BEGIN Extracted entries
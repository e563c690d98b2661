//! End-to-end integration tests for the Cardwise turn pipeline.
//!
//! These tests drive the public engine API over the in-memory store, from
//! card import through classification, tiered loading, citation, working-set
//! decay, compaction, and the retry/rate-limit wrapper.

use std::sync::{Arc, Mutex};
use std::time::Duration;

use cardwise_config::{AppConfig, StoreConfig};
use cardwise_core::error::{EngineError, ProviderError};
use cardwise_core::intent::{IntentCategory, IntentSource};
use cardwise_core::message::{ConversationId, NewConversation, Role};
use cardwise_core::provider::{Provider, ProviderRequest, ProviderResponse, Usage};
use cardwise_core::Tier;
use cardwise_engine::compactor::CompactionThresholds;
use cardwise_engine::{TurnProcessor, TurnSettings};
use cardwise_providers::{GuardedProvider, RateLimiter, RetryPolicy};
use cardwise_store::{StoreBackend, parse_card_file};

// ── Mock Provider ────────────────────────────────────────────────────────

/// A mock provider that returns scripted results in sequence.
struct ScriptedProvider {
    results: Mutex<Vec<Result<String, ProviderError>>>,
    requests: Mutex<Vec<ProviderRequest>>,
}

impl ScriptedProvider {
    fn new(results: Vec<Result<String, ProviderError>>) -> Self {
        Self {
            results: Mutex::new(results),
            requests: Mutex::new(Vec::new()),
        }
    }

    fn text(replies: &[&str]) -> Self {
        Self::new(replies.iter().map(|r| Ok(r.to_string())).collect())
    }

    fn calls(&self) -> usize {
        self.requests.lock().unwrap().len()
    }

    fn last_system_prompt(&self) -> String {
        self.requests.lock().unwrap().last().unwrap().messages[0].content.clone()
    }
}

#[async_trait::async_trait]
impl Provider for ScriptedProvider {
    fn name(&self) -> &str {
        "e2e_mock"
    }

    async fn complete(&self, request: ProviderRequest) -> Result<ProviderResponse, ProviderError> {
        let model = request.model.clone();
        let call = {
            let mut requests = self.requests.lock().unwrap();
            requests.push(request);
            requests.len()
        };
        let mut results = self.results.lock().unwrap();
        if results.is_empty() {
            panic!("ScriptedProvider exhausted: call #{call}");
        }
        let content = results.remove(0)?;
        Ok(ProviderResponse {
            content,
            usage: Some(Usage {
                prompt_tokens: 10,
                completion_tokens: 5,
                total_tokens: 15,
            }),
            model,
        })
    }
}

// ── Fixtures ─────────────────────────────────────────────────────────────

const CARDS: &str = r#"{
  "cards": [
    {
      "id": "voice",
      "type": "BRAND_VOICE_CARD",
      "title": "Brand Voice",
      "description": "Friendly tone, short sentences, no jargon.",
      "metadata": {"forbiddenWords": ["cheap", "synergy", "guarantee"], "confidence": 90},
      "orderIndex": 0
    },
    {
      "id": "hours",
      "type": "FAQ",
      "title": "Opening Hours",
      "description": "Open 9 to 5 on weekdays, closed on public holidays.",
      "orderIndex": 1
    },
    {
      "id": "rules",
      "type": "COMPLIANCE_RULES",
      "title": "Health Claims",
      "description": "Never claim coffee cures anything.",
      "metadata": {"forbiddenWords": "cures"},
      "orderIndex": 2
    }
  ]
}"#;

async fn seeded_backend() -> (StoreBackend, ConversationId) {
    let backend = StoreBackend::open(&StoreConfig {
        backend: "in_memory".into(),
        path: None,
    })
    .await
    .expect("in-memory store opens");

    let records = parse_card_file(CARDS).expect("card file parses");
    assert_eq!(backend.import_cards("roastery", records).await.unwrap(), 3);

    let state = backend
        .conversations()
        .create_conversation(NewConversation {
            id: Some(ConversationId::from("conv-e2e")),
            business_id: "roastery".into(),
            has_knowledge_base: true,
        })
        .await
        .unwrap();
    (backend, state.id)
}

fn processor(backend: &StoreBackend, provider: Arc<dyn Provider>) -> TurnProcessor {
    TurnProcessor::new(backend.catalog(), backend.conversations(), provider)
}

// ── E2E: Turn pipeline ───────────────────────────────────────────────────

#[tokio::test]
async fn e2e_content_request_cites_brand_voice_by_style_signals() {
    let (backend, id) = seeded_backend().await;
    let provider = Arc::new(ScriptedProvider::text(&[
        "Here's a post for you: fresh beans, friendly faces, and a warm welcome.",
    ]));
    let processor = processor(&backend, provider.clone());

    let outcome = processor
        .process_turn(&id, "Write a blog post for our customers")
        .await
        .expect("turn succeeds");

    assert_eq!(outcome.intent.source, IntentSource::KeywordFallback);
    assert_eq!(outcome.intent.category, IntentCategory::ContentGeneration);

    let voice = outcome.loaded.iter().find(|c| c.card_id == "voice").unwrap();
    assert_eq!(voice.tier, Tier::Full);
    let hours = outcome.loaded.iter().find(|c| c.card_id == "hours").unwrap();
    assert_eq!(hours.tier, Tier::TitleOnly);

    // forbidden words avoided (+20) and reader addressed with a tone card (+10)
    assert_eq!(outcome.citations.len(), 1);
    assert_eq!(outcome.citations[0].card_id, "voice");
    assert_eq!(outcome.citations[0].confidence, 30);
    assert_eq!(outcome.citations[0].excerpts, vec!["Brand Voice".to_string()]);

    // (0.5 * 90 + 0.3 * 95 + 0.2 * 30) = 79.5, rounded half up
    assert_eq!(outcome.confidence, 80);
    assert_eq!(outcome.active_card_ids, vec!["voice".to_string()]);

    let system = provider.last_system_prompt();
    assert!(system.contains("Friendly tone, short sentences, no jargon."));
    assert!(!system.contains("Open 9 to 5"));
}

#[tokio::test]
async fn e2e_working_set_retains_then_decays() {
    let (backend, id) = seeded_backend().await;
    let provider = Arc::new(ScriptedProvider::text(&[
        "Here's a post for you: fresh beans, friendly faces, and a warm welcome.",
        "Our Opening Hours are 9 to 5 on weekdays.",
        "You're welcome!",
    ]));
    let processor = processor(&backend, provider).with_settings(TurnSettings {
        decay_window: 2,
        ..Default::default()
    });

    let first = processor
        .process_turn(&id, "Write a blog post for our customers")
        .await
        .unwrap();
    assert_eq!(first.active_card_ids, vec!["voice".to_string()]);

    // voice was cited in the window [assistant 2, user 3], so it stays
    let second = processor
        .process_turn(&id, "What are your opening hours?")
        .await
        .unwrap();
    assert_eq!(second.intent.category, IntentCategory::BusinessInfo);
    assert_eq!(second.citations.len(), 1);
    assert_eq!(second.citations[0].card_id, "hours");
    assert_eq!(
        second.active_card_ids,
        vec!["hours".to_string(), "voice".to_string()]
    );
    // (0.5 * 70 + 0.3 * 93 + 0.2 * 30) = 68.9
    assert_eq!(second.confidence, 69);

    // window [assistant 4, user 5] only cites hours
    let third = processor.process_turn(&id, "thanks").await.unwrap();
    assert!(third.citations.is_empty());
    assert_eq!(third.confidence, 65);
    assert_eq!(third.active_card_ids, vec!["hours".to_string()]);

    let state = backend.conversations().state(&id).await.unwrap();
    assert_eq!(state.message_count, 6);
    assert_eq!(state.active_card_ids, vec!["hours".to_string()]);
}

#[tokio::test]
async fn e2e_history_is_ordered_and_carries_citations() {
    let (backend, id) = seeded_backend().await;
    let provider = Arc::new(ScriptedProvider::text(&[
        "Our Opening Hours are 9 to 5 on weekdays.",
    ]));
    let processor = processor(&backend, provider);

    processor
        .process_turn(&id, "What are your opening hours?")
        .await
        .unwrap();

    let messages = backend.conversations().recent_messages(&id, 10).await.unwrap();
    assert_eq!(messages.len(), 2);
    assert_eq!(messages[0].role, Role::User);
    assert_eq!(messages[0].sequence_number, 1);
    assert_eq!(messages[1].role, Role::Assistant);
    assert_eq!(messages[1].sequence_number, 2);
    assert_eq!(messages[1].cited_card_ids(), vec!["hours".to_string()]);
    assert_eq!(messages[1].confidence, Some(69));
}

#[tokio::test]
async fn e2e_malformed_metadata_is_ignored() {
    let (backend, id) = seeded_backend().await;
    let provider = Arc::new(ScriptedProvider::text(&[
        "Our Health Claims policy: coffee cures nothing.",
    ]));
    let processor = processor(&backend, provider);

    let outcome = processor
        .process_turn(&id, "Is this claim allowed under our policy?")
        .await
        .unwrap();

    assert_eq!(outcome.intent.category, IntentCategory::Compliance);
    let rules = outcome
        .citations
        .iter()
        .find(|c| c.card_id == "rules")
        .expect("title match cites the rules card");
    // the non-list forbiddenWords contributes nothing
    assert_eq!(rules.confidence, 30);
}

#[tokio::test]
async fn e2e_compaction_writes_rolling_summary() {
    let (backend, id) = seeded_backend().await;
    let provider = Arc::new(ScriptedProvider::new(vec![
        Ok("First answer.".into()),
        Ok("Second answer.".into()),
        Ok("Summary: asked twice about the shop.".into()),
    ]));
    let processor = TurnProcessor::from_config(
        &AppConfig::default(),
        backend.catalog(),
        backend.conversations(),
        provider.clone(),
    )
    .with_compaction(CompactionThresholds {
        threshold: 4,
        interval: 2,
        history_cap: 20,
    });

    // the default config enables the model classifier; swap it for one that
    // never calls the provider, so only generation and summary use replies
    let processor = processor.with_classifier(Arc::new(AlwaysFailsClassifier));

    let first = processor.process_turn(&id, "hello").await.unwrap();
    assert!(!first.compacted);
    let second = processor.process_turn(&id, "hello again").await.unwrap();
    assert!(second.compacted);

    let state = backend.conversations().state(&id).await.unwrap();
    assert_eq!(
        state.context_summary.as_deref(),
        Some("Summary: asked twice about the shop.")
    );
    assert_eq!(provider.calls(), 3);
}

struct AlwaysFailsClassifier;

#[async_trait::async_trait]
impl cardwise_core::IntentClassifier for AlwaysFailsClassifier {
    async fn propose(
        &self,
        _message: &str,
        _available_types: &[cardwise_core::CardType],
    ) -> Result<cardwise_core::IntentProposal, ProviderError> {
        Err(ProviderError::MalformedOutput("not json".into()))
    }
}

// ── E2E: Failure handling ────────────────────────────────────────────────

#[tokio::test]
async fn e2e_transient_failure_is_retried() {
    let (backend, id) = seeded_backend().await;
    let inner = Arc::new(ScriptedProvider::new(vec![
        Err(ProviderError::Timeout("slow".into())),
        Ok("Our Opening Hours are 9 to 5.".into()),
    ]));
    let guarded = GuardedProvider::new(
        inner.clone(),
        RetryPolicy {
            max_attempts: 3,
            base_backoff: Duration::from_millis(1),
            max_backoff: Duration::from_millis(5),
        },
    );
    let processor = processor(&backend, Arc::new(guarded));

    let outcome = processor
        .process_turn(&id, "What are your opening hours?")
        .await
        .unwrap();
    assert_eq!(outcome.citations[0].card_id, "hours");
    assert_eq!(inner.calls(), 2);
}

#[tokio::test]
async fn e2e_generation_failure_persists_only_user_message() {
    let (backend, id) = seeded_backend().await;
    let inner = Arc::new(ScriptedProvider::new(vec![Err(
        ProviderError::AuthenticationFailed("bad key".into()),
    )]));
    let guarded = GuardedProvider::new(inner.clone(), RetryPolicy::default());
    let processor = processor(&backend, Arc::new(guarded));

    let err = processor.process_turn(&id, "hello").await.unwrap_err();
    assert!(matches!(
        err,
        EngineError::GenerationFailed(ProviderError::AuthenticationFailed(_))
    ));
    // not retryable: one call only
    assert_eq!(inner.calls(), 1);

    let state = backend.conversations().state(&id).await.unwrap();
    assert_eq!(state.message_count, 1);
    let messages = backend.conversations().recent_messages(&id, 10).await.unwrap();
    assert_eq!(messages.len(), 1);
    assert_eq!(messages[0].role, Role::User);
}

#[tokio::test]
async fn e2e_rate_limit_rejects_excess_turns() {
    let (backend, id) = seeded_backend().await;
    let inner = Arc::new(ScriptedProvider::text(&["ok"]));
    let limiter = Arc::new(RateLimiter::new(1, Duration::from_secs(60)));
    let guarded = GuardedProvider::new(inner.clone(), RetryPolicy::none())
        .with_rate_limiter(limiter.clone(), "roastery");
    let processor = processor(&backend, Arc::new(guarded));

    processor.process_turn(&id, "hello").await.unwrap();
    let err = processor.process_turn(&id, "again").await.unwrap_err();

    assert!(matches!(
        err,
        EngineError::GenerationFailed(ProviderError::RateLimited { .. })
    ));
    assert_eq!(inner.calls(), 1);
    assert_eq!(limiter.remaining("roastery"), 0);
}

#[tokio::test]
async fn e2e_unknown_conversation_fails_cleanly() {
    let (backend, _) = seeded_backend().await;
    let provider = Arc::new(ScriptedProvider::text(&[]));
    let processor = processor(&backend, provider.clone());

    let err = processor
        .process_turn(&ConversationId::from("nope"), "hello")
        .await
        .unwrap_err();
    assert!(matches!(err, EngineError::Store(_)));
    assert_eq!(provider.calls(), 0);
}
END Extracted entries
Prompt => Go through the entries and report every line with the string "state".

Solution =>
    let state = backend
    (backend, state.id)
    let state = backend.conversations().state(&id).await.unwrap();
    assert_eq!(state.message_count, 6);
    assert_eq!(state.active_card_ids, vec!["hours".to_string()]);
    let state = backend.conversations().state(&id).await.unwrap();
        state.context_summary.as_deref(),
    let state = backend.conversations().state(&id).await.unwrap();
    assert_eq!(state.message_count, 1);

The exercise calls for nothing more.